Spinning black hole sprays light-speed plasma clouds into space.

Recently, astronomers have detected fast – powerful, relativistic, swirling jets coming from a black hole that lies about 8000 light-years from Earth. The black hole named V404 Cygni, behaving in a way never seen before on such short timescales.

What’s interesting is, these high-speed jets appear to be rotating with the clouds of plasma—potentially just minutes apart—shooting out of the black hole in different directions. Also, this changing jet orientation can be modeled as the Lense–Thirring precession of a vertically extended slim disk that arises from the super-Eddington accretion rate.

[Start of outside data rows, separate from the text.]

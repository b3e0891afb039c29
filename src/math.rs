//! Numeric helpers shared by the kernels and the window builder.

#[cfg(not(feature = "std"))]
#[allow(unused_imports)]
use crate::no_std_float::FloatExt;
use core::f64::consts::PI;

/// `floor(v + 0.5)`: exact halves always go up, also for negative `v`.
#[inline]
pub(crate) fn round_half_up(v: f64) -> f64 {
    (v + 0.5).floor()
}

#[inline]
pub(crate) fn clamp<N: PartialOrd>(v: N, min: N, max: N) -> N {
    if v <= min {
        min
    } else if v >= max {
        max
    } else {
        v
    }
}

#[inline]
pub(crate) fn sinc(x: f64) -> f64 {
    if x == 0.0 {
        1.0
    } else {
        let a = x * PI;
        a.sin() / a
    }
}

/// Bessel function of the first kind, order one.
///
/// Rational approximation below 8, asymptotic expansion above
/// (Numerical Recipes `bessj1`).
pub(crate) fn bessel_j1(x: f64) -> f64 {
    let ax = x.abs();
    if ax < 8.0 {
        // Odd in `x` through the leading factor.
        let y = x * x;
        let ans1 = x * (72362614232.0 + y * (-7895059235.0 + y * (242396853.1
            + y * (-2972611.439 + y * (15704.48260 + y * (-30.16036606))))));
        let ans2 = 144725228442.0 + y * (2300535178.0 + y * (18583304.74
            + y * (99447.43394 + y * (376.9991397 + y))));
        ans1 / ans2
    } else {
        let z = 8.0 / ax;
        let y = z * z;
        let xx = ax - 2.356194491;
        let ans1 = 1.0 + y * (0.183105e-2 + y * (-0.3516396496e-4
            + y * (0.2457520174e-5 + y * (-0.240337019e-6))));
        let ans2 = 0.04687499995 + y * (-0.2002690873e-3
            + y * (0.8449199096e-5 + y * (-0.88228987e-6
            + y * 0.105787412e-6)));
        let ans = (0.636619772 / ax).sqrt() * (xx.cos() * ans1 - z * xx.sin() * ans2);
        if x < 0.0 {
            -ans
        } else {
            ans
        }
    }
}
use resample_weights::{Context, Filter, InterpolationDetails, Kernel, Type};

fn details(t: Type) -> InterpolationDetails {
    InterpolationDetails::create(&mut Context::new(), t).unwrap()
}

/// Probe outward from `start` in both directions.
fn bounded_both(d: &InterpolationDetails, start: f64, stop_at_abs: f64, step: f64, low: f64, high: f64, what: &str) {
    for &sign in [1.0, -1.0].iter() {
        if let Err((x, v)) = d.probe(start * sign, stop_at_abs, step * sign, low, high) {
            panic!("{:?}: value {:.4} outside [{}, {}] at x={:.4} ({})", d.filter().kernel(), v, low, high, x, what);
        }
    }
}

/// `near0` is `(x, threshold)`: from `x` up to the second crossing (or the
/// support radius) the kernel must stay at or below `threshold`.
fn check_shape(t: Type, crossings: Option<(f64, f64)>, near0: Option<(f64, f64)>) {
    let d = details(t);
    let end = d.support();
    let top = d.evaluate(0.0);
    assert!(top > 0.0, "{:?}", t);

    bounded_both(&d, 0.0, end, 0.05, -500.0, top, "should peak at x=0");
    if let Some((near, threshold)) = near0 {
        let stop = crossings.map_or(end, |(_, second)| second);
        bounded_both(&d, near, stop, 0.05, -500.0, threshold, "should near 0");
    }
    bounded_both(&d, end, end + 1.0, 0.05, -0.0001, 0.0001, "should end at the support radius");
    assert_eq!(d.evaluate(end), 0.0, "{:?}", t);
    assert_eq!(d.evaluate(-end), 0.0, "{:?}", t);

    match crossings {
        Some((first, second)) => {
            bounded_both(&d, first + 0.05, second - 0.05, 0.05, -500.0, -0.0001, "should be negative between crossings");
            if end > second + 0.1 {
                bounded_both(&d, second + 0.05, end - 0.02, 0.02, 0.0, 500.0, "should be positive after the second crossing");
            }
        }
        None => bounded_both(&d, 0.0, end, 0.05, -0.0001, 500.0, "should only produce positive weights"),
    }
}

#[test]
fn non_negative_kernels() {
    check_shape(Type::Box, None, None);
    check_shape(Type::Triangle, None, Some((0.9, 0.1001)));
    check_shape(Type::Hermite, None, Some((0.9, 0.05)));
    check_shape(Type::CubicBSpline, None, Some((1.5, 0.05)));
    check_shape(Type::Gaussian, None, Some((1.5, 0.01)));
}

#[test]
fn negative_lobe_kernels() {
    check_shape(Type::CatmullRom, Some((1.0, 2.0)), Some((0.9, 0.2)));
    check_shape(Type::Mitchell, Some((1.2, 2.0)), Some((0.9, 0.2)));
    check_shape(Type::Cubic, Some((1.0, 2.0)), Some((0.9, 0.2)));
    check_shape(Type::CubicFast, Some((1.0, 2.0)), Some((0.9, 0.2)));
    check_shape(Type::Robidoux, Some((1.2, 2.0)), Some((0.9, 0.2)));
    check_shape(Type::RobidouxSharp, Some((1.2, 2.0)), Some((0.9, 0.2)));
    check_shape(Type::Lanczos2, Some((1.0, 2.0)), Some((0.9, 0.2)));
    check_shape(Type::Lanczos3, Some((1.0, 2.0)), Some((0.9, 0.2)));
    check_shape(Type::RawLanczos2, Some((1.0, 2.0)), Some((0.9, 0.2)));
    check_shape(Type::RawLanczos3, Some((1.0, 2.0)), Some((0.9, 0.2)));
    check_shape(Type::Ginseng, Some((1.0, 2.0)), Some((0.9, 0.2)));
}

#[test]
fn kernels_are_even() {
    for &t in Type::PRESETS.iter() {
        let d = details(t);
        let w = d.support();
        let steps = (w * 200.0) as i32 + 20;
        for i in 0..=steps {
            let x = i as f64 * 0.005;
            assert_eq!(d.evaluate(x), d.evaluate(-x), "{:?} at {}", t, x);
        }
    }
}

#[test]
fn kernels_vanish_beyond_support() {
    for &t in Type::PRESETS.iter() {
        let d = details(t);
        for &x in [1.0, 1.5, 10.0, 1e9, f64::INFINITY].iter() {
            assert_eq!(d.evaluate(d.support() * x), 0.0, "{:?}", t);
        }
    }
}

#[test]
fn interpolating_kernels_hit_zero_at_integers() {
    for &t in [Type::Triangle, Type::CatmullRom, Type::Cubic, Type::CubicFast, Type::Lanczos2, Type::Lanczos3].iter() {
        let d = details(t);
        assert_eq!(d.evaluate(0.0), 1.0, "{:?}", t);
        assert!(d.evaluate(1.0).abs() < 1e-12, "{:?}", t);
        assert!(d.evaluate(2.0).abs() < 1e-12, "{:?}", t);
    }
}

#[test]
fn blur_stretches_the_kernel() {
    let mut ctx = Context::new();
    let plain = InterpolationDetails::create(&mut ctx, Type::Lanczos3).unwrap();
    let blurred = InterpolationDetails::create_with_blur(&mut ctx, Type::Lanczos3, 1.5).unwrap();
    assert_eq!(blurred.support(), 4.5);
    assert_eq!(blurred.filter(), plain.filter());
    for i in 0..40 {
        let x = i as f64 * 0.1;
        assert!((blurred.evaluate(x * 1.5) - plain.evaluate(x)).abs() < 1e-12, "x={}", x);
    }
}

#[test]
fn percent_negative_weight() {
    assert_eq!(details(Type::Triangle).percent_negative_weight(), 0.0);
    assert_eq!(details(Type::CubicBSpline).percent_negative_weight(), 0.0);
    let catrom = details(Type::CatmullRom).percent_negative_weight();
    assert!(catrom > 0.05 && catrom < 0.1, "{}", catrom);
    assert!(details(Type::Lanczos3).percent_negative_weight() > 0.0);
}

#[test]
fn sample_triangle() {
    let mut buf = [9.0; 4];
    details(Type::Triangle).sample_into(-1.0, 1.0, &mut buf);
    assert_eq!(buf, [0.0, 0.5, 1.0, 0.5]);
}

#[test]
fn probe_reports_first_violation() {
    let d = details(Type::Triangle);
    let (x, v) = d.probe(0.0, 1.0, 0.25, 0.6, 1.0).unwrap_err();
    assert_eq!((x, v), (0.5, 0.5));
    assert!(d.probe(0.0, 1.0, 0.0, 0.0, 1.0).is_ok());
    assert!(d.probe(0.5, 1.0, -0.05, 0.0, 1.0).is_ok());
}

#[test]
fn custom_filters() {
    assert!(Filter::new(Kernel::Triangle, 0.0).is_err());
    assert!(Filter::new(Kernel::Triangle, -1.0).is_err());
    assert!(Filter::new(Kernel::Triangle, f64::NAN).is_err());
    assert!(Filter::new(Kernel::Gaussian { sigma: 0.0 }, 1.0).is_err());
    assert!(Filter::new(Kernel::Lanczos { taps: f64::INFINITY }, 1.0).is_err());
    assert!(Filter::new(Kernel::Cubic { b: f64::NAN, c: 0.0 }, 2.0).is_err());

    let f = Filter::new(Kernel::Cubic { b: 0.0, c: 0.75 }, 2.0).unwrap();
    let d = details(Type::Custom(f));
    assert_eq!(d.support(), 2.0);
    assert_eq!(d.filter().kernel(), Kernel::Cubic { b: 0.0, c: 0.75 });
    assert_eq!(Type::Custom(f).filter(), f);
    check_shape(Type::Custom(f), Some((1.0, 2.0)), Some((0.9, 0.2)));
}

Lead author Associate Professor James Miller-Jones, from the Curtin University node of the International Centre for Radio Astronomy Research (ICRAR), said black holes are some of the most extreme objects in the Universe. This is one of the most extraordinary black hole systems I’ve ever come across.”

Artist’s impression of the accretion disk around the black hole. During a powerful outburst in 2015, intense radiation caused the inner few thousand kilometres of the accretion disk to “puff up” into a doughnut-shaped structure. Credit: ICRAR
Artist’s impression of the accretion disk around the black hole. During a powerful outburst in 2015, intense radiation caused the inner few thousand kilometres of the accretion disk to “puff up” into a doughnut-shaped structure. Credit: ICRAR

“Like many black holes, it’s feeding on a nearby star, pulling gas away from the star and forming a disk of material that encircles the black hole and spirals towards it under gravity. What’s different in V404 Cygni is that we think the disk of material and the black hole are misaligned. This appears to be causing the inner part of the disk to wobble like a spinning top and fire jets out in different directions as it changes orientation.”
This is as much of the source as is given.